━━━━━ PROVIDED RECORDS ━━━━━
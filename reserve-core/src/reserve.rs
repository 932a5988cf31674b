//! Reserve Logic (spec §4.4): the stateful operations that roll a
//! reserve's indexes forward, accrue treasury revenue, and recompute the
//! published rates.
//!
//! Every function here owns its `ReserveData` for the duration of the
//! call — there is no hidden aliasing and no background task touching it
//! concurrently (spec §5). Collaborators are consulted exactly once, in
//! [`cache`]; everything downstream operates on the stack-local
//! [`ReserveCache`] snapshot it produced.

use common_constants::RAY;
use common_errors::{CoreError, CoreResult};
use common_math::{percent_mul, ray_div, ray_mul, wad_to_ray};
use common_rates::{compounded_interest, linear_interest};
use common_structs::{
    AssetId, RateStrategyInput, ReserveCache, ReserveData, ReserveDataUpdated,
};

use crate::collaborators::{
    AssetToken, InterestRateStrategy, StableDebtTokenSnapshot, VariableDebtToken,
};

fn checked_add(a: u128, b: u128) -> CoreResult<u128> {
    a.checked_add(b).ok_or(CoreError::Overflow)
}

/// Reads every collaborator exactly once and returns the ephemeral
/// snapshot the rest of the action will operate on.
#[cfg_attr(feature = "tracing", tracing::instrument(skip_all))]
pub fn cache(
    reserve: &ReserveData,
    stable_debt: &dyn StableDebtTokenSnapshot,
    variable_debt: &dyn VariableDebtToken,
    asset_token: &dyn AssetToken,
) -> ReserveCache {
    let supply_data = stable_debt.get_supply_data();
    let curr_scaled_variable_debt = variable_debt.scaled_total_supply();
    let curr_a_token_balance = asset_token.balance_of(&reserve.a_token_address);

    ReserveCache {
        reserve_configuration: reserve.configuration,
        reserve_factor_bps: reserve.configuration.reserve_factor_bps(),
        curr_liquidity_index: reserve.liquidity_index,
        next_liquidity_index: reserve.liquidity_index,
        curr_variable_borrow_index: reserve.variable_borrow_index,
        next_variable_borrow_index: reserve.variable_borrow_index,
        curr_liquidity_rate: reserve.current_liquidity_rate,
        curr_variable_borrow_rate: reserve.current_variable_borrow_rate,
        curr_a_token_balance,
        curr_scaled_variable_debt,
        next_scaled_variable_debt: curr_scaled_variable_debt,
        curr_principal_stable_debt: supply_data.principal,
        curr_total_stable_debt: supply_data.total,
        next_total_stable_debt: supply_data.total,
        curr_avg_stable_borrow_rate: supply_data.avg_rate,
        next_avg_stable_borrow_rate: supply_data.avg_rate,
        stable_debt_last_update_timestamp: supply_data.last_update,
        reserve_last_update_timestamp: reserve.last_update_timestamp,
    }
}

/// Rolls the liquidity and variable-borrow indexes forward to `now`, then
/// mints the treasury's share of newly accrued interest. A no-op when
/// `now == reserve.last_update_timestamp` (spec §4.4, step 1).
#[cfg_attr(
    feature = "tracing",
    tracing::instrument(skip(reserve, cache), fields(now))
)]
pub fn update_state(reserve: &mut ReserveData, cache: &mut ReserveCache, now: u64) -> CoreResult<()> {
    if now < reserve.last_update_timestamp {
        return Err(CoreError::TimeWentBackwards);
    }
    if now == reserve.last_update_timestamp {
        return Ok(());
    }

    update_indexes(reserve, cache, now)?;
    accrue_to_treasury(reserve, cache)?;
    reserve.last_update_timestamp = ReserveData::checked_timestamp(now)?;

    #[cfg(feature = "tracing")]
    tracing::debug!(
        liquidity_index = reserve.liquidity_index,
        variable_borrow_index = reserve.variable_borrow_index,
        "reserve state rolled forward"
    );

    Ok(())
}

fn update_indexes(reserve: &mut ReserveData, cache: &mut ReserveCache, now: u64) -> CoreResult<()> {
    let delta = now - cache.reserve_last_update_timestamp;

    if cache.curr_liquidity_rate != 0 {
        let factor = linear_interest(cache.curr_liquidity_rate, delta)?;
        let next = ray_mul(factor, cache.curr_liquidity_index)?;
        cache.next_liquidity_index = next;
        reserve.liquidity_index = next;
    }

    if cache.curr_scaled_variable_debt != 0 {
        let factor = compounded_interest(cache.curr_variable_borrow_rate, delta)?;
        let next = ray_mul(factor, cache.curr_variable_borrow_index)?;
        cache.next_variable_borrow_index = next;
        reserve.variable_borrow_index = next;
    }

    Ok(())
}

fn accrue_to_treasury(reserve: &mut ReserveData, cache: &ReserveCache) -> CoreResult<()> {
    if cache.reserve_factor_bps == 0 {
        return Ok(());
    }

    let prev_variable = ray_mul(cache.curr_scaled_variable_debt, cache.curr_variable_borrow_index)?;
    let curr_variable = ray_mul(cache.curr_scaled_variable_debt, cache.next_variable_borrow_index)?;

    let stable_delta = cache
        .reserve_last_update_timestamp
        .saturating_sub(cache.stable_debt_last_update_timestamp);
    let cum_stable = compounded_interest(cache.curr_avg_stable_borrow_rate, stable_delta)?;
    let prev_stable = ray_mul(cache.curr_principal_stable_debt, cum_stable)?;

    let curr_total = checked_add(curr_variable, cache.curr_total_stable_debt)?;
    let prev_total = checked_add(prev_variable, prev_stable)?;
    if curr_total < prev_total {
        return Err(CoreError::InvariantViolation);
    }
    let accrued = curr_total - prev_total;

    let mint_amount = percent_mul(accrued, cache.reserve_factor_bps)?;
    if mint_amount != 0 {
        let treasury_delta = ray_div(mint_amount, cache.next_liquidity_index)?;
        reserve.accrued_to_treasury = checked_add(reserve.accrued_to_treasury, treasury_delta)?;
    }

    Ok(())
}

/// Recomputes the published supply/stable/variable rates from the
/// cache's `next…` totals and writes them back to the reserve. Emits a
/// [`ReserveDataUpdated`] observation, once, regardless of whether the
/// rates actually changed (spec §6, §9).
#[cfg_attr(
    feature = "tracing",
    tracing::instrument(skip(reserve, cache, strategy), fields(reserve_address = %reserve_address))
)]
#[allow(clippy::too_many_arguments)]
pub fn update_interest_rates(
    reserve: &mut ReserveData,
    cache: &mut ReserveCache,
    reserve_address: &AssetId,
    strategy: &dyn InterestRateStrategy,
    liquidity_added: u128,
    liquidity_taken: u128,
    unbacked: u128,
) -> CoreResult<ReserveDataUpdated> {
    let total_variable_debt = ray_mul(cache.next_scaled_variable_debt, cache.next_variable_borrow_index)?;

    let input = RateStrategyInput {
        unbacked,
        liquidity_added,
        liquidity_taken,
        total_stable_debt: cache.next_total_stable_debt,
        total_variable_debt,
        average_stable_borrow_rate: cache.next_avg_stable_borrow_rate,
        reserve_factor_bps: cache.reserve_factor_bps,
        a_token_asset_balance: cache.curr_a_token_balance,
    };
    let output = strategy.calculate_interest_rates(&input)?;

    reserve.current_liquidity_rate = output.liquidity_rate;
    reserve.current_stable_borrow_rate = output.stable_borrow_rate;
    reserve.current_variable_borrow_rate = output.variable_borrow_rate;

    let observation = ReserveDataUpdated {
        reserve_address: reserve_address.clone(),
        liquidity_rate: output.liquidity_rate,
        stable_borrow_rate: output.stable_borrow_rate,
        variable_borrow_rate: output.variable_borrow_rate,
        liquidity_index: cache.next_liquidity_index,
        variable_borrow_index: cache.next_variable_borrow_index,
    };

    #[cfg(feature = "tracing")]
    tracing::info!(
        liquidity_rate = observation.liquidity_rate,
        stable_borrow_rate = observation.stable_borrow_rate,
        variable_borrow_rate = observation.variable_borrow_rate,
        "reserve rates updated"
    );

    Ok(observation)
}

/// Capitalizes an instant fee (e.g. a flash-loan premium) directly into
/// the liquidity index, without moving any rate (spec §4.4).
pub fn cumulate_to_liquidity_index(
    reserve: &mut ReserveData,
    total_liquidity: u128,
    amount: u128,
) -> CoreResult<u128> {
    if total_liquidity == 0 {
        return Err(CoreError::DivisionByZero);
    }
    let fraction = ray_div(wad_to_ray(amount)?, wad_to_ray(total_liquidity)?)?;
    let factor = checked_add(fraction, RAY)?;
    let next = ray_mul(factor, reserve.liquidity_index)?;
    reserve.liquidity_index = next;
    Ok(next)
}

/// Sets a freshly constructed reserve's indexes to one ray and records
/// its collaborator handles (spec §4.4).
pub fn init(
    reserve: &mut ReserveData,
    a_token: AssetId,
    stable_debt_token: AssetId,
    variable_debt_token: AssetId,
    strategy: AssetId,
) -> CoreResult<()> {
    if reserve.is_initialized() {
        return Err(CoreError::AlreadyInitialized);
    }
    reserve.liquidity_index = RAY;
    reserve.variable_borrow_index = RAY;
    reserve.a_token_address = a_token;
    reserve.stable_debt_token_address = stable_debt_token;
    reserve.variable_debt_token_address = variable_debt_token;
    reserve.interest_rate_strategy_address = strategy;
    Ok(())
}

#[cfg(test)]
mod tests {
    use super::*;
    use common_constants::WAD;

    fn blank_reserve() -> ReserveData {
        let mut reserve = ReserveData::uninitialized();
        init(
            &mut reserve,
            AssetId::new("a-token"),
            AssetId::new("stable-debt"),
            AssetId::new("variable-debt"),
            AssetId::new("strategy"),
        )
        .unwrap();
        reserve
    }

    fn blank_cache(reserve: &ReserveData) -> ReserveCache {
        ReserveCache {
            reserve_configuration: reserve.configuration,
            reserve_factor_bps: reserve.configuration.reserve_factor_bps(),
            curr_liquidity_index: reserve.liquidity_index,
            next_liquidity_index: reserve.liquidity_index,
            curr_variable_borrow_index: reserve.variable_borrow_index,
            next_variable_borrow_index: reserve.variable_borrow_index,
            curr_liquidity_rate: reserve.current_liquidity_rate,
            curr_variable_borrow_rate: reserve.current_variable_borrow_rate,
            curr_a_token_balance: 0,
            curr_scaled_variable_debt: 0,
            next_scaled_variable_debt: 0,
            curr_principal_stable_debt: 0,
            curr_total_stable_debt: 0,
            next_total_stable_debt: 0,
            curr_avg_stable_borrow_rate: 0,
            next_avg_stable_borrow_rate: 0,
            stable_debt_last_update_timestamp: reserve.last_update_timestamp,
            reserve_last_update_timestamp: reserve.last_update_timestamp,
        }
    }

    #[test]
    fn init_twice_is_already_initialized() {
        let mut reserve = blank_reserve();
        let err = init(
            &mut reserve,
            AssetId::new("a-token"),
            AssetId::new("stable-debt"),
            AssetId::new("variable-debt"),
            AssetId::new("strategy"),
        )
        .unwrap_err();
        assert_eq!(err, CoreError::AlreadyInitialized);
    }

    #[test]
    fn update_state_rejects_time_went_backwards() {
        let mut reserve = blank_reserve();
        reserve.last_update_timestamp = 1_700_000_000;
        let mut cache = blank_cache(&reserve);
        let err = update_state(&mut reserve, &mut cache, 1_699_999_999).unwrap_err();
        assert_eq!(err, CoreError::TimeWentBackwards);
    }

    /// Scenario F: with a 10% reserve factor, 100 wad of variable-side
    /// interest accrues and zero accrues on the stable side, so
    /// `accruedToTreasury` grows by exactly 10 wad (scaled by a
    /// liquidity index pinned at one ray).
    #[test]
    fn scenario_f_treasury_accrual() {
        let mut reserve = blank_reserve();
        reserve.configuration.set_reserve_factor_bps(1_000).unwrap();
        reserve.liquidity_index = RAY;

        let mut cache = blank_cache(&reserve);
        cache.reserve_factor_bps = 1_000;
        cache.curr_scaled_variable_debt = 100 * WAD;
        cache.curr_variable_borrow_index = RAY;
        cache.next_variable_borrow_index = 2 * RAY;
        cache.next_liquidity_index = RAY;

        accrue_to_treasury(&mut reserve, &cache).unwrap();

        assert_eq!(reserve.accrued_to_treasury, 10 * WAD);
    }

    #[test]
    fn accrue_to_treasury_is_a_no_op_at_zero_reserve_factor() {
        let mut reserve = blank_reserve();
        let mut cache = blank_cache(&reserve);
        cache.reserve_factor_bps = 0;
        cache.curr_scaled_variable_debt = 100 * WAD;
        cache.curr_variable_borrow_index = RAY;
        cache.next_variable_borrow_index = 2 * RAY;

        accrue_to_treasury(&mut reserve, &cache).unwrap();

        assert_eq!(reserve.accrued_to_treasury, 0);
    }

    #[test]
    fn accrue_to_treasury_rejects_a_shrinking_debt_total() {
        let mut reserve = blank_reserve();
        let mut cache = blank_cache(&reserve);
        cache.reserve_factor_bps = 1_000;
        cache.curr_scaled_variable_debt = 100 * WAD;
        cache.curr_variable_borrow_index = 2 * RAY;
        cache.next_variable_borrow_index = RAY;

        let err = accrue_to_treasury(&mut reserve, &cache).unwrap_err();
        assert_eq!(err, CoreError::InvariantViolation);
    }
}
━━━━━
## DIRECTIONS
If a line above holds the string "InterestRateStrategy", return it as it stands.

## REPLY
    AssetToken, InterestRateStrategy, StableDebtTokenSnapshot, VariableDebtToken,
    strategy: &dyn InterestRateStrategy,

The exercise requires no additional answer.